* _Task statement_
What you return should be the lines of the data containing "chainrings", each in full.

* _Stored data_

━━━━

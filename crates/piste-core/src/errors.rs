// ABOUTME: Unified error handling for the Piste platform
// ABOUTME: Standard error codes, AppError type, and convenience constructors
//
// SPDX-License-Identifier: MIT OR Apache-2.0
// Copyright (c) 2025 Piste Contributors

//! # Unified Error Handling System
//!
//! Centralized error handling for Piste. Defines standard error codes and a
//! single `AppError` type so that every layer (storage, state containers,
//! CLI) reports failures consistently.

use serde::{Deserialize, Serialize};
use std::fmt;
use thiserror::Error;

/// Standard error codes used throughout the application
#[derive(Debug, Clone, Copy, PartialEq, Eq, Serialize, Deserialize)]
pub enum ErrorCode {
    // Authentication (1000-1999)
    /// Authentication is required
    #[serde(rename = "AUTH_REQUIRED")]
    AuthRequired = 1000,
    /// Credentials are invalid
    #[serde(rename = "AUTH_INVALID")]
    AuthInvalid = 1001,
    /// Session has expired
    #[serde(rename = "AUTH_EXPIRED")]
    AuthExpired = 1002,

    // Validation (3000-3999)
    /// Input is invalid
    #[serde(rename = "INVALID_INPUT")]
    InvalidInput = 3000,
    /// A required field is missing
    #[serde(rename = "MISSING_REQUIRED_FIELD")]
    MissingRequiredField = 3001,
    /// Data format is invalid (e.g. a malformed lap-time string)
    #[serde(rename = "INVALID_FORMAT")]
    InvalidFormat = 3002,
    /// Numeric value outside its documented range
    #[serde(rename = "VALUE_OUT_OF_RANGE")]
    ValueOutOfRange = 3003,

    // Resource Management (4000-4999)
    /// Requested record does not exist
    #[serde(rename = "RESOURCE_NOT_FOUND")]
    ResourceNotFound = 4000,
    /// Record already exists
    #[serde(rename = "RESOURCE_ALREADY_EXISTS")]
    ResourceAlreadyExists = 4001,

    // Configuration (6000-6999)
    /// Configuration error
    #[serde(rename = "CONFIG_ERROR")]
    ConfigError = 6000,

    // Internal Errors (9000-9999)
    /// Unexpected internal failure
    #[serde(rename = "INTERNAL_ERROR")]
    InternalError = 9000,
    /// Storage backend failure
    #[serde(rename = "STORAGE_ERROR")]
    StorageError = 9002,
    /// Serialization/deserialization failure
    #[serde(rename = "SERIALIZATION_ERROR")]
    SerializationError = 9003,
}

impl ErrorCode {
    /// Get a user-friendly description of this error
    #[must_use]
    pub const fn description(&self) -> &'static str {
        match self {
            Self::AuthRequired => "Authentication is required to access this resource",
            Self::AuthInvalid => "The provided authentication credentials are invalid",
            Self::AuthExpired => "The session has expired",
            Self::InvalidInput => "The provided input is invalid",
            Self::MissingRequiredField => "A required field is missing",
            Self::InvalidFormat => "The data format is invalid",
            Self::ValueOutOfRange => "The provided value is outside the acceptable range",
            Self::ResourceNotFound => "The requested resource was not found",
            Self::ResourceAlreadyExists => "A resource with this identifier already exists",
            Self::ConfigError => "Configuration error encountered",
            Self::InternalError => "An internal error occurred",
            Self::StorageError => "Storage operation failed",
            Self::SerializationError => "Data serialization/deserialization failed",
        }
    }
}

/// Unified error type for the application
#[derive(Debug, Error)]
pub struct AppError {
    /// Error code
    pub code: ErrorCode,
    /// Human-readable error message
    pub message: String,
    /// Resource identifier, when the error concerns a specific record
    pub resource_id: Option<String>,
    /// Source error for error chaining
    #[source]
    pub source: Option<Box<dyn std::error::Error + Send + Sync>>,
}

impl AppError {
    /// Create a new `AppError` with the given code and message
    pub fn new(code: ErrorCode, message: impl Into<String>) -> Self {
        Self {
            code,
            message: message.into(),
            resource_id: None,
            source: None,
        }
    }

    /// Attach the identifier of the record this error concerns
    #[must_use]
    pub fn with_resource_id(mut self, resource_id: impl Into<String>) -> Self {
        self.resource_id = Some(resource_id.into());
        self
    }

    /// Add a source error for error chaining
    #[must_use]
    pub fn with_source(mut self, source: impl std::error::Error + Send + Sync + 'static) -> Self {
        self.source = Some(Box::new(source));
        self
    }
}

impl fmt::Display for AppError {
    fn fmt(&self, f: &mut fmt::Formatter<'_>) -> fmt::Result {
        write!(f, "{}: {}", self.code.description(), self.message)
    }
}

/// Result type alias for convenience
pub type AppResult<T> = Result<T, AppError>;

/// Convenience constructors for common errors
impl AppError {
    /// Authentication required
    #[must_use]
    pub fn auth_required() -> Self {
        Self::new(ErrorCode::AuthRequired, "Authentication required")
    }

    /// Invalid authentication
    pub fn auth_invalid(message: impl Into<String>) -> Self {
        Self::new(ErrorCode::AuthInvalid, message)
    }

    /// Resource not found
    pub fn not_found(resource: impl Into<String>) -> Self {
        Self::new(
            ErrorCode::ResourceNotFound,
            format!("{} not found", resource.into()),
        )
    }

    /// Invalid input
    pub fn invalid_input(message: impl Into<String>) -> Self {
        Self::new(ErrorCode::InvalidInput, message)
    }

    /// Invalid data format (malformed user-entered string)
    pub fn invalid_format(message: impl Into<String>) -> Self {
        Self::new(ErrorCode::InvalidFormat, message)
    }

    /// Numeric value outside its documented range
    pub fn value_out_of_range(message: impl Into<String>) -> Self {
        Self::new(ErrorCode::ValueOutOfRange, message)
    }

    /// Internal error
    pub fn internal(message: impl Into<String>) -> Self {
        Self::new(ErrorCode::InternalError, message)
    }

    /// Storage backend error
    pub fn storage(message: impl Into<String>) -> Self {
        Self::new(ErrorCode::StorageError, message)
    }

    /// Configuration error
    pub fn config(message: impl Into<String>) -> Self {
        Self::new(ErrorCode::ConfigError, message)
    }
}

/// Conversion from `anyhow::Error` to `AppError`
impl From<anyhow::Error> for AppError {
    fn from(error: anyhow::Error) -> Self {
        Self::new(ErrorCode::InternalError, error.to_string())
    }
}
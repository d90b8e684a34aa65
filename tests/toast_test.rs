// ABOUTME: Integration tests for the toast notification queue
// ABOUTME: Validates push/dismiss transitions, ordering, and the queue bound
//
// SPDX-License-Identifier: MIT OR Apache-2.0
// Copyright (c) 2025 Piste Contributors

#![allow(clippy::unwrap_used, clippy::expect_used, clippy::panic)]
#![allow(missing_docs)]

use piste::state::toast::{ToastLevel, ToastStore};
use piste_core::constants::limits::MAX_TOASTS;

#[tokio::test]
async fn test_push_and_snapshot_order() {
    let store = ToastStore::new();
    store.push(ToastLevel::Success, "chainring added").await;
    store.push(ToastLevel::Error, "invalid time format").await;

    let toasts = store.toasts().await;
    assert_eq!(toasts.len(), 2);
    assert_eq!(toasts[0].message, "chainring added");
    assert_eq!(toasts[1].level, ToastLevel::Error);
    assert!(toasts[0].id < toasts[1].id);
}

#[tokio::test]
async fn test_dismiss_by_id() {
    let store = ToastStore::new();
    let toast = store.push(ToastLevel::Info, "session saved").await;

    assert!(store.dismiss(toast.id).await);
    assert!(!store.dismiss(toast.id).await);
    assert!(store.toasts().await.is_empty());
}

#[tokio::test]
async fn test_queue_is_bounded() {
    let store = ToastStore::new();
    for i in 0..(MAX_TOASTS + 3) {
        store.push(ToastLevel::Info, format!("toast {i}")).await;
    }

    let toasts = store.toasts().await;
    assert_eq!(toasts.len(), MAX_TOASTS);
    // Oldest entries were evicted
    assert_eq!(toasts[0].message, "toast 3");
}
// ABOUTME: Piste CLI - command-line gear and lap-time calculator
// ABOUTME: Computes ratios, gear tables, and converts lap-time strings
//
// SPDX-License-Identifier: MIT OR Apache-2.0
// Copyright (c) 2025 Piste Contributors
//!
//! Usage:
//! ```bash
//! # Gear ratio for a 50x14 setup
//! piste-cli gear ratio --chainring 50 --sprocket 14
//!
//! # Gear inches and development with a custom wheel
//! piste-cli gear inches --chainring 50 --sprocket 14 --wheel 700
//! piste-cli gear development --chainring 50 --sprocket 14
//!
//! # Speed at 110 rpm, cadence needed for 55 km/h
//! piste-cli gear speed --chainring 50 --sprocket 14 --cadence 110
//! piste-cli gear cadence --chainring 50 --sprocket 14 --speed 55
//!
//! # Ratio chart over several combinations
//! piste-cli gear table --chainrings 48,50,52 --sprockets 14,15,16
//!
//! # Lap-time conversion
//! piste-cli time parse "1:23.456"
//! piste-cli time format 83456
//! ```

mod commands;

use clap::{Parser, Subcommand};
use piste::config::AppConfig;
use piste::logging::LoggingConfig;

#[derive(Parser)]
#[command(
    name = "piste-cli",
    about = "Gear and lap-time calculator for track cyclists",
    version
)]
struct Cli {
    #[command(subcommand)]
    command: Command,
}

#[derive(Subcommand)]
enum Command {
    /// Gear arithmetic: ratio, inches, development, speed, cadence
    #[command(subcommand)]
    Gear(commands::gear::GearCommand),
    /// Lap-time string conversion
    #[command(subcommand)]
    Time(commands::time::TimeCommand),
}

fn main() -> anyhow::Result<()> {
    LoggingConfig::from_env().init()?;
    let config = AppConfig::from_env();
    let cli = Cli::parse();

    match cli.command {
        Command::Gear(command) => commands::gear::run(&command, config.rider)?,
        Command::Time(command) => commands::time::run(&command)?,
    }
    Ok(())
}
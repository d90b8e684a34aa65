// ABOUTME: Toast notification queue with explicit push/dismiss transitions
// ABOUTME: Bounded list of user-facing notifications with monotonic ids
//
// SPDX-License-Identifier: MIT OR Apache-2.0
// Copyright (c) 2025 Piste Contributors

use chrono::{DateTime, Utc};
use piste_core::constants::limits::MAX_TOASTS;
use serde::{Deserialize, Serialize};
use std::sync::atomic::{AtomicU64, Ordering};
use tokio::sync::RwLock;

/// Toast severity
#[derive(Debug, Clone, Copy, Serialize, Deserialize, PartialEq, Eq)]
#[serde(rename_all = "lowercase")]
pub enum ToastLevel {
    /// Neutral information
    Info,
    /// Completed action
    Success,
    /// Failed action
    Error,
}

/// One user-facing notification
#[derive(Debug, Clone, Serialize, Deserialize, PartialEq, Eq)]
pub struct Toast {
    /// Monotonically increasing identifier
    pub id: u64,
    /// Severity
    pub level: ToastLevel,
    /// Message shown to the user
    pub message: String,
    /// When the toast was raised
    pub created_at: DateTime<Utc>,
}

/// Bounded toast queue
///
/// Pushing beyond the queue bound evicts the oldest toast, so a burst of
/// failures can never grow the list without limit.
#[derive(Debug, Default)]
pub struct ToastStore {
    toasts: RwLock<Vec<Toast>>,
    next_id: AtomicU64,
}

impl ToastStore {
    /// Create an empty queue
    #[must_use]
    pub fn new() -> Self {
        Self::default()
    }

    /// Push a notification, returning the stored toast
    pub async fn push(&self, level: ToastLevel, message: impl Into<String>) -> Toast {
        let toast = Toast {
            id: self.next_id.fetch_add(1, Ordering::Relaxed),
            level,
            message: message.into(),
            created_at: Utc::now(),
        };
        let mut toasts = self.toasts.write().await;
        toasts.push(toast.clone());
        if toasts.len() > MAX_TOASTS {
            toasts.remove(0);
        }
        toast
    }

    /// Dismiss a toast by id; returns whether it was present
    pub async fn dismiss(&self, id: u64) -> bool {
        let mut toasts = self.toasts.write().await;
        let before = toasts.len();
        toasts.retain(|toast| toast.id != id);
        toasts.len() != before
    }

    /// Snapshot the queue, oldest first
    pub async fn toasts(&self) -> Vec<Toast> {
        self.toasts.read().await.clone()
    }
}
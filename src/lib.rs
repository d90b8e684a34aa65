// ABOUTME: Main library entry point for the Piste track cycling platform
// ABOUTME: Application layer wiring configuration, storage, state containers, and services
//
// SPDX-License-Identifier: MIT OR Apache-2.0
// Copyright (c) 2025 Piste Contributors

#![deny(unsafe_code)]

//! # Piste
//!
//! Gear-ratio and lap-time tracking for track cyclists. Riders record the
//! chainrings and sprockets they own, compute derived ride metrics (ratio,
//! gear inches, development, speed/cadence conversion), and log lap-timing
//! sessions tied to a gear setup.
//!
//! ## Architecture
//!
//! - **`piste-core`**: foundation crate with errors, constants, models, and
//!   input validation
//! - **`piste-gearing`**: the pure calculation engine behind every derived
//!   number in the UI
//! - **this crate**: the application layer with configuration, logging, the
//!   storage abstraction, auth/profile state, and services
//!
//! The remote relational store and the identity provider are external
//! collaborators, represented only by the [`storage::StorageProvider`] and
//! [`state::auth::IdentityProvider`] trait boundaries.

// ── Public API ──────────────────────────────────────────────────────────
// These modules are used by the CLI binary (src/bin/) and integration
// tests (tests/).

/// Environment-based application configuration
pub mod config;

/// Structured logging configuration and setup
pub mod logging;

/// Application services built over the storage abstraction
pub mod services;

/// Explicit application-state containers (auth/profile, toasts)
pub mod state;

/// Storage abstraction and the in-memory reference backend
pub mod storage;
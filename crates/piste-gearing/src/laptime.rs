// ABOUTME: Lap-time string formatting, parsing, and aggregate reductions
// ABOUTME: Converts between millisecond lap times and human-entered time strings
//
// SPDX-License-Identifier: MIT OR Apache-2.0
// Copyright (c) 2025 Piste Contributors

//! Lap-time formatting and parsing
//!
//! Milliseconds are the canonical internal unit for every lap time. The
//! external representation has two shapes: `SS.mmm` for sub-minute times
//! and `M:SS.mmm` once a full minute is reached.
//!
//! Parsing is the designed validation boundary for human-entered time
//! strings and is intentionally stricter than the formatter's output
//! domain: it rejects malformed shapes, extra colons, negative values,
//! and out-of-range seconds so forms can surface a specific error.

use piste_core::errors::{AppError, AppResult};

/// Format a lap time in milliseconds for display
///
/// `83456` becomes `"1:23.456"`, `62345` becomes `"1:02.345"` (seconds
/// zero-padded under a minute marker), and `12345` becomes `"12.345"`.
#[must_use]
pub fn format_time(time_ms: u64) -> String {
    let minutes = time_ms / 60_000;
    let seconds = (time_ms % 60_000) as f64 / 1000.0;

    if minutes > 0 {
        // {:06.3} pads to width 6 including the decimal point: 2.345 -> "02.345"
        format!("{minutes}:{seconds:06.3}")
    } else {
        format!("{seconds:.3}")
    }
}

/// Parse a human-entered lap-time string to milliseconds
///
/// Accepts `SS.mmm` or `M:SS.mmm` (surrounding whitespace ignored).
/// Returns `None` for anything else: extra colons, non-numeric parts,
/// negative values, non-finite values, or a seconds part of 60 or more
/// in the minute form. Fractional milliseconds round to the nearest
/// integer millisecond.
#[must_use]
pub fn parse_time(text: &str) -> Option<u64> {
    let trimmed = text.trim();

    if trimmed.contains(':') {
        let parts: Vec<&str> = trimmed.split(':').collect();
        if parts.len() != 2 {
            return None;
        }

        let minutes: i64 = parts[0].parse().ok()?;
        let seconds: f64 = parts[1].parse().ok()?;

        if minutes < 0 || !seconds.is_finite() || seconds < 0.0 || seconds >= 60.0 {
            return None;
        }

        let total_ms = (minutes as f64).mul_add(60_000.0, seconds * 1000.0);
        return Some(total_ms.round() as u64);
    }

    let seconds: f64 = trimmed.parse().ok()?;
    if !seconds.is_finite() || seconds < 0.0 {
        return None;
    }
    Some((seconds * 1000.0).round() as u64)
}

/// Parse a lap-time string, mapping failure to a form-ready error
///
/// # Errors
/// Returns `InvalidFormat` with a message naming the rejected input when
/// the string is not a valid `SS.mmm` or `M:SS.mmm` time.
pub fn parse_time_strict(text: &str) -> AppResult<u64> {
    parse_time(text).ok_or_else(|| {
        AppError::invalid_format(format!(
            "Invalid time format: \"{text}\". Use SS.mmm or M:SS.mmm"
        ))
    })
}

/// Best (fastest) lap time, `None` for an empty sequence
#[must_use]
pub fn best_time(times_ms: &[u64]) -> Option<u64> {
    times_ms.iter().copied().min()
}

/// Arithmetic mean lap time, `None` for an empty sequence
///
/// No rounding is applied; callers round before re-feeding the result
/// through [`format_time`].
#[must_use]
pub fn average_time(times_ms: &[u64]) -> Option<f64> {
    if times_ms.is_empty() {
        return None;
    }
    let sum: f64 = times_ms.iter().map(|&t| t as f64).sum();
    Some(sum / times_ms.len() as f64)
}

━━━━

* _Reply to the exercise_
//! piste-cli gear table --chainrings 48,50,52 --sprockets 14,15,16
//! chainrings and sprockets they own, compute derived ride metrics (ratio,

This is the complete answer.